▸ PROBLEM TO WORK ON: Of the lines below, write out exactly those from the line with "let trigger = match" through the line with "for (index, single)", both included, and skip the rest.

+===+

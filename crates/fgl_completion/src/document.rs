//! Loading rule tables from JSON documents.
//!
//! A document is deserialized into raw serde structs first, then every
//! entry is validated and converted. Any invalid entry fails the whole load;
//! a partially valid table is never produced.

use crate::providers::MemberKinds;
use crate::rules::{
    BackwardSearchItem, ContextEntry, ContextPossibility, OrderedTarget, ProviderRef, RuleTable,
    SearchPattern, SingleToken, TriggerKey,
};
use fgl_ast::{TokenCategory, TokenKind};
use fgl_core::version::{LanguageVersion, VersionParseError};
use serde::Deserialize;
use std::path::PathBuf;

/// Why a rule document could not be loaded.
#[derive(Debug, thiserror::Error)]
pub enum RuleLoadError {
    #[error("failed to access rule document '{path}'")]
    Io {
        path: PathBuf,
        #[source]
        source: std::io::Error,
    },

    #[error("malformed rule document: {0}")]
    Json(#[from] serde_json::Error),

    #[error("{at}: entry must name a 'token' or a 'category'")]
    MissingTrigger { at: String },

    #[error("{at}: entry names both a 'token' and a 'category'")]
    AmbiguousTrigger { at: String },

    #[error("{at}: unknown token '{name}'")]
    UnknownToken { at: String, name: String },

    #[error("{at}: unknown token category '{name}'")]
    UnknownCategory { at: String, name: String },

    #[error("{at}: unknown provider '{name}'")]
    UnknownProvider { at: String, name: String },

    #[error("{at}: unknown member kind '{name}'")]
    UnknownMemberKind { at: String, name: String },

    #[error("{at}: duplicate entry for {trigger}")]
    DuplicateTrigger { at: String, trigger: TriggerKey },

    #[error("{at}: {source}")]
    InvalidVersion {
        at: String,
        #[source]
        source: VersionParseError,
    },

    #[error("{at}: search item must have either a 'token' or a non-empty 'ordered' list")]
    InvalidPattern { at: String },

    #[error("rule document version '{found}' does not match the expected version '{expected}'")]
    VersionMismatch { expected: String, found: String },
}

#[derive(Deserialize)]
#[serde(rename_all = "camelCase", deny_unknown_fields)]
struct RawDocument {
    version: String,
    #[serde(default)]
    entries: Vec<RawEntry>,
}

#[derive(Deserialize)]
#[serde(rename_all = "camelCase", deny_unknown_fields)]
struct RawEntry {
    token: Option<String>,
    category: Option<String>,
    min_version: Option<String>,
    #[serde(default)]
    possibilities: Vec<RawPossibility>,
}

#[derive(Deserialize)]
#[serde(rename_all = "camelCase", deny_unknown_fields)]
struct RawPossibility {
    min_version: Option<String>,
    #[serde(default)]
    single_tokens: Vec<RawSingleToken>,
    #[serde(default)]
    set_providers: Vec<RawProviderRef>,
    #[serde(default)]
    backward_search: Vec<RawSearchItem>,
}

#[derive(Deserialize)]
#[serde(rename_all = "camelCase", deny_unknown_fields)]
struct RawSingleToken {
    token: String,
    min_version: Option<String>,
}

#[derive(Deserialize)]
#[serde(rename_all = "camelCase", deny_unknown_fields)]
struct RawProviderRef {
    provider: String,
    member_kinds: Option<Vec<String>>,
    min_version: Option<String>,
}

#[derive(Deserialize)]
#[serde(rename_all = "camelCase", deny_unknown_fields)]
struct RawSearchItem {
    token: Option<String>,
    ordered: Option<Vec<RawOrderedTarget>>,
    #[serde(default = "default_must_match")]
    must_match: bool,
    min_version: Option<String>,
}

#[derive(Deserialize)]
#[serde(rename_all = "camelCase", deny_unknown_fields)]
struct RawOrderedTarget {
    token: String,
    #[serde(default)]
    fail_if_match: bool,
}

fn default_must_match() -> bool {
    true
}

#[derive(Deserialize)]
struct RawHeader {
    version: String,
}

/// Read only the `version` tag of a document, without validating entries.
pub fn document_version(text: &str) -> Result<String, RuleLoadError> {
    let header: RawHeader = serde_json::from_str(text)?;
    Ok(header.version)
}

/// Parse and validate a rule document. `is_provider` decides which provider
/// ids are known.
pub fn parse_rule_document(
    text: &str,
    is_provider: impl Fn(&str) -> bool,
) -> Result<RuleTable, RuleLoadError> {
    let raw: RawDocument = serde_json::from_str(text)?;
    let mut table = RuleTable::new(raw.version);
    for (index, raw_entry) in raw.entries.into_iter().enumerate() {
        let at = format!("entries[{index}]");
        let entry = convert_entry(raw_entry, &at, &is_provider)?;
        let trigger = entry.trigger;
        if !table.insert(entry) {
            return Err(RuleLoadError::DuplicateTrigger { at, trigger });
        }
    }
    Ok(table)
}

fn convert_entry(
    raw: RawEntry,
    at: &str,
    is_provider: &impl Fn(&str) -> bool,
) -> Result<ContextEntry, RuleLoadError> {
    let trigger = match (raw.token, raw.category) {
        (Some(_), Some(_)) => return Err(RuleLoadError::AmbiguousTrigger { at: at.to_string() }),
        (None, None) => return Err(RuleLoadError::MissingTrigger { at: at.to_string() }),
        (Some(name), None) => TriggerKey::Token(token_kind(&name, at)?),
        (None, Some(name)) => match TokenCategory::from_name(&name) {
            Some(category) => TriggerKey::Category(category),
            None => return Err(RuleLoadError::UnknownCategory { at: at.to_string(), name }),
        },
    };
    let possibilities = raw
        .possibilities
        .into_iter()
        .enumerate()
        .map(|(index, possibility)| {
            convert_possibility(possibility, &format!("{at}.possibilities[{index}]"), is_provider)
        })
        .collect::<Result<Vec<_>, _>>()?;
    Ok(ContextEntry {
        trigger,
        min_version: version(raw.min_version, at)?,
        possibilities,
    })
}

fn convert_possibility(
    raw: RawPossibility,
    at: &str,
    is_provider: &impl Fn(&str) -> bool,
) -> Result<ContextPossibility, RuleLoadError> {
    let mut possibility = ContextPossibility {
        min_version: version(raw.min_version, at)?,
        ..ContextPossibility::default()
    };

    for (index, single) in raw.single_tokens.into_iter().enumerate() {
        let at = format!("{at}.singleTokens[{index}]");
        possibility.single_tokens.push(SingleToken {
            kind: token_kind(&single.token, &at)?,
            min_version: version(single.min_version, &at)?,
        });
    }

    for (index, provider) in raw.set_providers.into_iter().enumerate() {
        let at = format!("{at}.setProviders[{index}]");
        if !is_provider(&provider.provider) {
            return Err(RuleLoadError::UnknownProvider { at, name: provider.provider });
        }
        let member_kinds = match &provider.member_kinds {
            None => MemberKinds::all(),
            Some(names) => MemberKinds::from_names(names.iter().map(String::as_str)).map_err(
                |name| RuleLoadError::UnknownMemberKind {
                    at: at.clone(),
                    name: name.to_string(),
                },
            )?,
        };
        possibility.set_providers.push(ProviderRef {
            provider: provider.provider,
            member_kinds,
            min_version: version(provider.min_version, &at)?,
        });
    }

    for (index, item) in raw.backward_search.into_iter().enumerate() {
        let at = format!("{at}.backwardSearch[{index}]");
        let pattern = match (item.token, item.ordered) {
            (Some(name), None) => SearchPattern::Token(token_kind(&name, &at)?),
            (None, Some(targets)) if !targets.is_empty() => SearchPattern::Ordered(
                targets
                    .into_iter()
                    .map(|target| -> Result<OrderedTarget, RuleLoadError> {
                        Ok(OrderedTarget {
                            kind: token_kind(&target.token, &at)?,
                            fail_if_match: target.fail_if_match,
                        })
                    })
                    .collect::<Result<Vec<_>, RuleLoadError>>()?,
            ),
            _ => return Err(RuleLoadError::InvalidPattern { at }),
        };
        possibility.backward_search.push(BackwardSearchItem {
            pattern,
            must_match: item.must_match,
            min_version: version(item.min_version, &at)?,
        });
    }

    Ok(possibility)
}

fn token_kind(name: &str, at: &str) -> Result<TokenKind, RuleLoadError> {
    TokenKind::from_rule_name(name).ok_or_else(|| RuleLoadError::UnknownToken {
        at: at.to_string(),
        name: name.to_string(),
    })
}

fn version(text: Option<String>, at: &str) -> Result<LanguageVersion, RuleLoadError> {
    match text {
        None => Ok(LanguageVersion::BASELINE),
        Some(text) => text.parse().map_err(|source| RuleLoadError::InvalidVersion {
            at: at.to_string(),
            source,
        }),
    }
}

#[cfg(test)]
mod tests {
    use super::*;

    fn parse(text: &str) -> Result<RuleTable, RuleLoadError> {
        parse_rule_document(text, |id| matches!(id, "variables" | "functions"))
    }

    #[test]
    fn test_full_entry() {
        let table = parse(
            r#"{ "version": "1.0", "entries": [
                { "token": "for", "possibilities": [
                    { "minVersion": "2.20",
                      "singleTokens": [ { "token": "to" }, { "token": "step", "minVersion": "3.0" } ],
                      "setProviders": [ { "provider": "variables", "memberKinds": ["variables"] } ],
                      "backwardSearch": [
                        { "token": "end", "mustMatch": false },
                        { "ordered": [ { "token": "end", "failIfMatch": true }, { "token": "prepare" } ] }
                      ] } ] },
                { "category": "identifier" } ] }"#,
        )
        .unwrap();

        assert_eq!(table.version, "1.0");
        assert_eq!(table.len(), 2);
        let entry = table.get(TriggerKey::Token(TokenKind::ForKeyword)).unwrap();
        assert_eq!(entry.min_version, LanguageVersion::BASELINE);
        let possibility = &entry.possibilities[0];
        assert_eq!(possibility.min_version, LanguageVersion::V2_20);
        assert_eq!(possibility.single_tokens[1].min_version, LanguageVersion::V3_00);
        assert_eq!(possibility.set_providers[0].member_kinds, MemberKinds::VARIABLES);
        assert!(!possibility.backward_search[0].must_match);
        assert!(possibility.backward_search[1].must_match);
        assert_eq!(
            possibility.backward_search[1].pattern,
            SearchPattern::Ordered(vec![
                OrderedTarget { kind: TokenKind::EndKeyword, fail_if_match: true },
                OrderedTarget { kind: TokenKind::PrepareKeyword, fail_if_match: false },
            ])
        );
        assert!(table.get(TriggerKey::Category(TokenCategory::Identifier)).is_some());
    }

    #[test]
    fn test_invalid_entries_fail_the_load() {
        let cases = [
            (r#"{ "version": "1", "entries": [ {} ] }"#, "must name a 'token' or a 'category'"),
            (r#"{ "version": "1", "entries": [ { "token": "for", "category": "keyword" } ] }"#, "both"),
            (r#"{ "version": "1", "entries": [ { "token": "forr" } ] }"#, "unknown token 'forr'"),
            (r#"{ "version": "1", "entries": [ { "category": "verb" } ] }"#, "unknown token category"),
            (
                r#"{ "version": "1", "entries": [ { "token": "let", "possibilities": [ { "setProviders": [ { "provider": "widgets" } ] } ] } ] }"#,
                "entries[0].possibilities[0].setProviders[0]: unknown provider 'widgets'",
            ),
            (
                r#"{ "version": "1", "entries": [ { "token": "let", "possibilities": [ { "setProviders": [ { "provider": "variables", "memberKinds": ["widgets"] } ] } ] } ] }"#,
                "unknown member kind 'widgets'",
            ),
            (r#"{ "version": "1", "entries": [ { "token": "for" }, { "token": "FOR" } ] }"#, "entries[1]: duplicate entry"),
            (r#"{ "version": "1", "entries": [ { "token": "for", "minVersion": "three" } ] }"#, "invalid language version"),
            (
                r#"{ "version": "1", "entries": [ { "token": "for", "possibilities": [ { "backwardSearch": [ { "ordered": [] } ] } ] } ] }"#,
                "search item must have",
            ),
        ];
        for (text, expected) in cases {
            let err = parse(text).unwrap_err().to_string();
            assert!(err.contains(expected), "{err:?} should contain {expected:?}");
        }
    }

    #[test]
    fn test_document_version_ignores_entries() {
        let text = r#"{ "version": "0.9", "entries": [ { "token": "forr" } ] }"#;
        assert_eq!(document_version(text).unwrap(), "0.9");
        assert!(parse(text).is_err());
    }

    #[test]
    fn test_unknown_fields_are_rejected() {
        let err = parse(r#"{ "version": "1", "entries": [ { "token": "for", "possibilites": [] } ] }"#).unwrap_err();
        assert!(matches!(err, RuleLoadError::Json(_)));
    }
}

+===+

▸ SOLUTION FOR THIS TASK:
    let trigger = match (raw.token, raw.category) {
        (Some(_), Some(_)) => return Err(RuleLoadError::AmbiguousTrigger { at: at.to_string() }),
        (None, None) => return Err(RuleLoadError::MissingTrigger { at: at.to_string() }),
        (Some(name), None) => TriggerKey::Token(token_kind(&name, at)?),
        (None, Some(name)) => match TokenCategory::from_name(&name) {
            Some(category) => TriggerKey::Category(category),
            None => return Err(RuleLoadError::UnknownCategory { at: at.to_string(), name }),
        },
    };
    let possibilities = raw
        .possibilities
        .into_iter()
        .enumerate()
        .map(|(index, possibility)| {
            convert_possibility(possibility, &format!("{at}.possibilities[{index}]"), is_provider)
        })
        .collect::<Result<Vec<_>, _>>()?;
    Ok(ContextEntry {
        trigger,
        min_version: version(raw.min_version, at)?,
        possibilities,
    })
}

fn convert_possibility(
    raw: RawPossibility,
    at: &str,
    is_provider: &impl Fn(&str) -> bool,
) -> Result<ContextPossibility, RuleLoadError> {
    let mut possibility = ContextPossibility {
        min_version: version(raw.min_version, at)?,
        ..ContextPossibility::default()
    };

    for (index, single) in raw.single_tokens.into_iter().enumerate() {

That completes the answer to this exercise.